Les retrouvailles inopinées au marché de Catane avec une jeune femme qu’il avait sauvée deux ans auparavant à bord de son bateau Le Vittoria vont changer le cours de la vie du commandant Piracci. Cette rencontre, puis, peu de temps après, celle d’un autre émigré, lui feront réaliser la tragique absurdité de sa tâche et le jetteront dans une crise existentielle sans retour possible. En accédant à la demande de l’une et en refusant celle de l’autre, Salvatore Piracci n’aura plus d’autre choix que de chercher une nouvelle raison à son existence. Un voyage en sens inverse, le dénuement le plus complet lui permettront d’appliquer les valeurs qui sont les siennes et d’atteindre son Eldorado intérieur. Avec l’aide de Massambalo, le dieu des émigrés.

Souleiman nous décrit le calvaire vécu par de nombreux émigrés lorsqu’ils n’ont pas péri lors des multiples périples et arnaques en tout genre qui semblent être le lot de tout émigré. Des monstruosités inimaginables. Une situation qui là encore échappe à l’entendement humain. Seules une volonté de fer, l’entraide et la chance – à laquelle a été donnée le nom de Massambalo – permettront à certains de s’en sortir.
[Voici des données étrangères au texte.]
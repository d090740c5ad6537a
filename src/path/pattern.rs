//! Route path patterns and their parsed representation.
//!
//! Grammar:
//!
//! - `/` and `.` are separators
//! - `:name` is a named parameter, `*name` a glob parameter
//! - `( ... )` is an optional group and may nest
//! - everything else is literal text

use crate::error::PatternError;
use std::fmt;

/// One node of a parsed path pattern.
#[derive(Debug, Clone, PartialEq, Eq)]
pub enum Node {
    Slash,
    Dot,
    Literal(String),
    Symbol(String),
    Star(String),
    Group(Vec<Node>),
}

/// A parsed path pattern (e.g. `/users/:id(.:format)`).
#[derive(Debug, Clone, PartialEq, Eq)]
pub struct PathPattern {
    nodes: Vec<Node>,
}

impl PathPattern {
    /// Parse a path pattern.
    ///
    /// # Example
    /// ```
    /// use route_translator::path::{Node, PathPattern};
    ///
    /// let pattern = PathPattern::parse("/users/:id").unwrap();
    /// assert_eq!(pattern.nodes()[3], Node::Symbol("id".to_string()));
    /// assert_eq!(pattern.to_string(), "/users/:id");
    /// ```
    pub fn parse(pattern: &str) -> Result<Self, PatternError> {
        let mut parser = Parser {
            pattern,
            chars: pattern.char_indices().peekable(),
        };
        let nodes = parser.parse_sequence(false)?;
        Ok(PathPattern { nodes })
    }

    pub fn nodes(&self) -> &[Node] {
        &self.nodes
    }

    /// Names of all `:name` and `*name` parameters, in order of appearance.
    pub fn parameter_names(&self) -> Vec<&str> {
        fn collect<'a>(nodes: &'a [Node], out: &mut Vec<&'a str>) {
            for node in nodes {
                match node {
                    Node::Symbol(name) | Node::Star(name) => out.push(name),
                    Node::Group(children) => collect(children, out),
                    _ => {}
                }
            }
        }

        let mut names = Vec::new();
        collect(&self.nodes, &mut names);
        names
    }

    /// Whether the pattern contains an optional group.
    pub fn has_optional(&self) -> bool {
        self.nodes.iter().any(|node| matches!(node, Node::Group(_)))
    }
}

impl fmt::Display for PathPattern {
    fn fmt(&self, f: &mut fmt::Formatter<'_>) -> fmt::Result {
        write_nodes(f, &self.nodes)
    }
}

fn write_nodes(f: &mut fmt::Formatter<'_>, nodes: &[Node]) -> fmt::Result {
    for node in nodes {
        match node {
            Node::Slash => f.write_str("/")?,
            Node::Dot => f.write_str(".")?,
            Node::Literal(text) => f.write_str(text)?,
            Node::Symbol(name) => write!(f, ":{}", name)?,
            Node::Star(name) => write!(f, "*{}", name)?,
            Node::Group(children) => {
                f.write_str("(")?;
                write_nodes(f, children)?;
                f.write_str(")")?;
            }
        }
    }
    Ok(())
}

struct Parser<'a> {
    pattern: &'a str,
    chars: std::iter::Peekable<std::str::CharIndices<'a>>,
}

impl Parser<'_> {
    fn parse_sequence(&mut self, in_group: bool) -> Result<Vec<Node>, PatternError> {
        let mut nodes = Vec::new();

        while let Some((position, c)) = self.chars.next() {
            match c {
                '/' => nodes.push(Node::Slash),
                '.' => nodes.push(Node::Dot),
                '(' => nodes.push(Node::Group(self.parse_sequence(true)?)),
                ')' if in_group => return Ok(nodes),
                ')' => {
                    return Err(PatternError::UnexpectedGroupEnd {
                        pattern: self.pattern.to_string(),
                        position,
                    })
                }
                ':' => nodes.push(Node::Symbol(self.parameter_name(position)?)),
                '*' => nodes.push(Node::Star(self.parameter_name(position)?)),
                _ => {
                    let mut text = String::from(c);
                    while let Some(&(_, next)) = self.chars.peek() {
                        if matches!(next, '/' | '.' | '(' | ')' | ':' | '*') {
                            break;
                        }
                        text.push(next);
                        self.chars.next();
                    }
                    nodes.push(Node::Literal(text));
                }
            }
        }

        if in_group {
            return Err(PatternError::UnclosedGroup {
                pattern: self.pattern.to_string(),
            });
        }
        Ok(nodes)
    }

    fn parameter_name(&mut self, position: usize) -> Result<String, PatternError> {
        let mut name = String::new();
        while let Some(&(_, next)) = self.chars.peek() {
            if !(next.is_ascii_alphanumeric() || next == '_') {
                break;
            }
            name.push(next);
            self.chars.next();
        }

        if name.is_empty() {
            return Err(PatternError::EmptyParameter {
                pattern: self.pattern.to_string(),
                position,
            });
        }
        Ok(name)
    }
}
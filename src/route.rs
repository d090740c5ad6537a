//! Route descriptors: one routable path with its match and parameter metadata.

use crate::error::PatternError;
use crate::host::RequestConstraint;
use crate::path::PathPattern;
use std::collections::BTreeMap;
use std::fmt;
use std::sync::Arc;

/// Parameter map used for route defaults and requirements.
pub type Params = BTreeMap<String, String>;

/// Request match conditions of a route.
///
/// `path_info` and `parsed_path_info` always describe the same path: every
/// constructor that changes one recomputes the other.
#[derive(Debug, Clone, PartialEq, Eq, Default)]
pub struct Conditions {
    pub path_info: String,
    pub parsed_path_info: Option<PathPattern>,
    pub request_method: Vec<String>,
    /// Defaults that must be present when generating a path for this route.
    pub required_defaults: Option<Vec<String>>,
    pub extra: BTreeMap<String, String>,
}

impl Conditions {
    /// Conditions for a path, without a parsed representation.
    pub fn new(path: impl Into<String>) -> Self {
        Self {
            path_info: path.into(),
            ..Self::default()
        }
    }

    /// Conditions for a path, carrying its parsed representation.
    pub fn parsed(path: impl Into<String>) -> Result<Self, PatternError> {
        let path_info = path.into();
        let parsed = PathPattern::parse(&path_info)?;
        Ok(Self {
            path_info,
            parsed_path_info: Some(parsed),
            ..Self::default()
        })
    }

    pub fn with_request_method(mut self, method: &str) -> Self {
        self.request_method.push(method.to_ascii_uppercase());
        self
    }

    pub fn with_required_defaults<I, S>(mut self, keys: I) -> Self
    where
        I: IntoIterator<Item = S>,
        S: Into<String>,
    {
        self.required_defaults = Some(keys.into_iter().map(Into::into).collect());
        self
    }

    pub fn with_extra(mut self, key: &str, value: &str) -> Self {
        self.extra.insert(key.to_string(), value.to_string());
        self
    }

    /// Copy these conditions for a translated path.
    ///
    /// The parsed path is recomputed only if the source carried one, and the
    /// locale parameter joins `required_defaults` when that list exists.
    pub fn translated(&self, path: &str, locale_param_key: &str) -> Result<Self, PatternError> {
        let mut conditions = self.clone();
        conditions.path_info = path.to_string();
        if self.parsed_path_info.is_some() {
            conditions.parsed_path_info = Some(PathPattern::parse(path)?);
        }

        if let Some(required) = conditions.required_defaults.as_mut() {
            if !required.iter().any(|key| key == locale_param_key) {
                required.push(locale_param_key.to_string());
            }
        }

        Ok(conditions)
    }
}

/// A route ready for registration into a route table.
///
/// `A` is the application the router dispatches to when the route matches.
#[derive(Clone)]
pub struct Route<A> {
    pub app: A,
    /// Request predicates that must all accept before `app` is dispatched to.
    pub constraints: Vec<Arc<dyn RequestConstraint>>,
    pub conditions: Conditions,
    pub requirements: Params,
    pub defaults: Params,
    pub name: Option<String>,
    /// Whether the path must match to the end of the request path.
    pub anchor: bool,
}

impl<A> Route<A> {
    /// An anchored, unnamed route for `path` with a parsed path representation.
    pub fn new(app: A, path: &str) -> Result<Self, PatternError> {
        Ok(Self::with_conditions(app, Conditions::parsed(path)?))
    }

    pub fn with_conditions(app: A, conditions: Conditions) -> Self {
        Self {
            app,
            constraints: Vec::new(),
            conditions,
            requirements: Params::new(),
            defaults: Params::new(),
            name: None,
            anchor: true,
        }
    }

    pub fn named(mut self, name: &str) -> Self {
        self.name = Some(name.to_string());
        self
    }

    pub fn with_method(mut self, method: &str) -> Self {
        self.conditions = self.conditions.with_request_method(method);
        self
    }

    pub fn with_default(mut self, key: &str, value: &str) -> Self {
        self.defaults.insert(key.to_string(), value.to_string());
        self
    }

    pub fn with_requirement(mut self, key: &str, value: &str) -> Self {
        self.requirements.insert(key.to_string(), value.to_string());
        self
    }

    pub fn with_constraint(mut self, constraint: Arc<dyn RequestConstraint>) -> Self {
        self.constraints.push(constraint);
        self
    }

    pub fn with_anchor(mut self, anchor: bool) -> Self {
        self.anchor = anchor;
        self
    }

    pub fn path(&self) -> &str {
        &self.conditions.path_info
    }
}

impl<A: fmt::Debug> fmt::Debug for Route<A> {
    fn fmt(&self, f: &mut fmt::Formatter<'_>) -> fmt::Result {
        f.debug_struct("Route")
            .field("app", &self.app)
            .field("constraints", &self.constraints.len())
            .field("conditions", &self.conditions)
            .field("requirements", &self.requirements)
            .field("defaults", &self.defaults)
            .field("name", &self.name)
            .field("anchor", &self.anchor)
            .finish()
    }
}

/// Constraints compare by identity.
impl<A: PartialEq> PartialEq for Route<A> {
    fn eq(&self, other: &Self) -> bool {
        self.app == other.app
            && self.constraints.len() == other.constraints.len()
            && self
                .constraints
                .iter()
                .zip(&other.constraints)
                .all(|(a, b)| Arc::ptr_eq(a, b))
            && self.conditions == other.conditions
            && self.requirements == other.requirements
            && self.defaults == other.defaults
            && self.name == other.name
            && self.anchor == other.anchor
    }
}

#[cfg(test)]
mod tests {
    use super::*;

    // ==================== Conditions Tests ====================

    #[test]
    fn test_translated_replaces_path_and_parsed_path() {
        let conditions = Conditions::parsed("/about").unwrap();
        let translated = conditions.translated("/de/ueber-uns", "locale").unwrap();

        assert_eq!(translated.path_info, "/de/ueber-uns");
        assert_eq!(
            translated.parsed_path_info.map(|p| p.to_string()),
            Some("/de/ueber-uns".to_string())
        );
    }

    #[test]
    fn test_translated_without_parsed_path_stays_unparsed() {
        let conditions = Conditions::new("/about");
        let translated = conditions.translated("/de/ueber-uns", "locale").unwrap();
        assert!(translated.parsed_path_info.is_none());
    }

    #[test]
    fn test_translated_adds_locale_to_required_defaults_once() {
        let conditions = Conditions::new("/about").with_required_defaults(["controller"]);
        let once = conditions.translated("/de/ueber-uns", "locale").unwrap();
        let twice = once.translated("/de/ueber-uns", "locale").unwrap();

        assert_eq!(
            twice.required_defaults,
            Some(vec!["controller".to_string(), "locale".to_string()])
        );
    }

    #[test]
    fn test_translated_leaves_absent_required_defaults_absent() {
        let conditions = Conditions::new("/about");
        let translated = conditions.translated("/de/ueber-uns", "locale").unwrap();
        assert!(translated.required_defaults.is_none());
    }

    #[test]
    fn test_translated_keeps_other_conditions() {
        let conditions = Conditions::new("/about")
            .with_request_method("get")
            .with_extra("subdomain", "www");
        let translated = conditions.translated("/de/ueber-uns", "locale").unwrap();
        assert_eq!(translated.request_method, vec!["GET"]);
        assert_eq!(translated.extra.get("subdomain").map(String::as_str), Some("www"));
    }

    #[test]
    fn test_translated_invalid_path() {
        let conditions = Conditions::parsed("/about").unwrap();
        assert!(conditions.translated("/de/(", "locale").is_err());
    }

    // ==================== Route Tests ====================

    #[test]
    fn test_route_builder() {
        let route = Route::new("pages#about", "/about")
            .unwrap()
            .named("about")
            .with_method("GET")
            .with_default("controller", "pages");

        assert_eq!(route.path(), "/about");
        assert_eq!(route.name.as_deref(), Some("about"));
        assert!(route.anchor);
        assert_eq!(route.defaults.get("controller").map(String::as_str), Some("pages"));
        assert!(route.conditions.parsed_path_info.is_some());
    }

    #[test]
    fn test_route_debug_hides_constraints() {
        let route = Route::new("app", "/").unwrap();
        let debug = format!("{:?}", route);
        assert!(debug.contains("constraints: 0"));
    }
}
Ce roman est un véritable tour de force. Intelligemment bien construits, les deux récits se complètent harmonieusement pour se rejoindre dans une apogée qui tend à la grâce. Par sa puissance poétique, il échappe à tout misérabilisme. Si les situations qu’il décrit sont en tout point révoltantes, il nous rappelle que l’homme est capable du meilleur comme du pire. Le commandant Piracci, la femme du Vittoria, Souleiman, Jamal et Boubakar nous redonnent foi en l’humanité. Ils sont des héros malgré eux, fidèles à leur nature quoiqu’il advienne, même dans la pire adversité.

La véritable mission de Piracci, en son fort intérieur, est de sauver des vies, pas de confier des naufragés aux carabiniers pour qu’ils soient reconduits à la frontière. “Il n’y avait plus d’Italie ou de Libye. Il y avait un bateau qui en cherchait un autre. Des hommes partaient sauver d’autres hommes, par une sorte de fraternité sourde. Parce qu’on ne laisse pas la mer manger les bateaux. On ne laisse pas les vagues se refermer sur des vies sans tenter de les retrouver.” Une fois cette vérité bien comprise, il ne pourra plus en être autrement…
Le récit de Souleiman, comme celui de Piracci, est tout autant celui d’un voyage intérieur que celui d’une traversée d’obstacles. Celui que l’on fait lorsque l’on doit quitter sa vie pour en reconstruire une autre ailleurs, plus loin, très loin… “Aucune frontière ne vous laisse passer sereinement. Elles blessent toutes.”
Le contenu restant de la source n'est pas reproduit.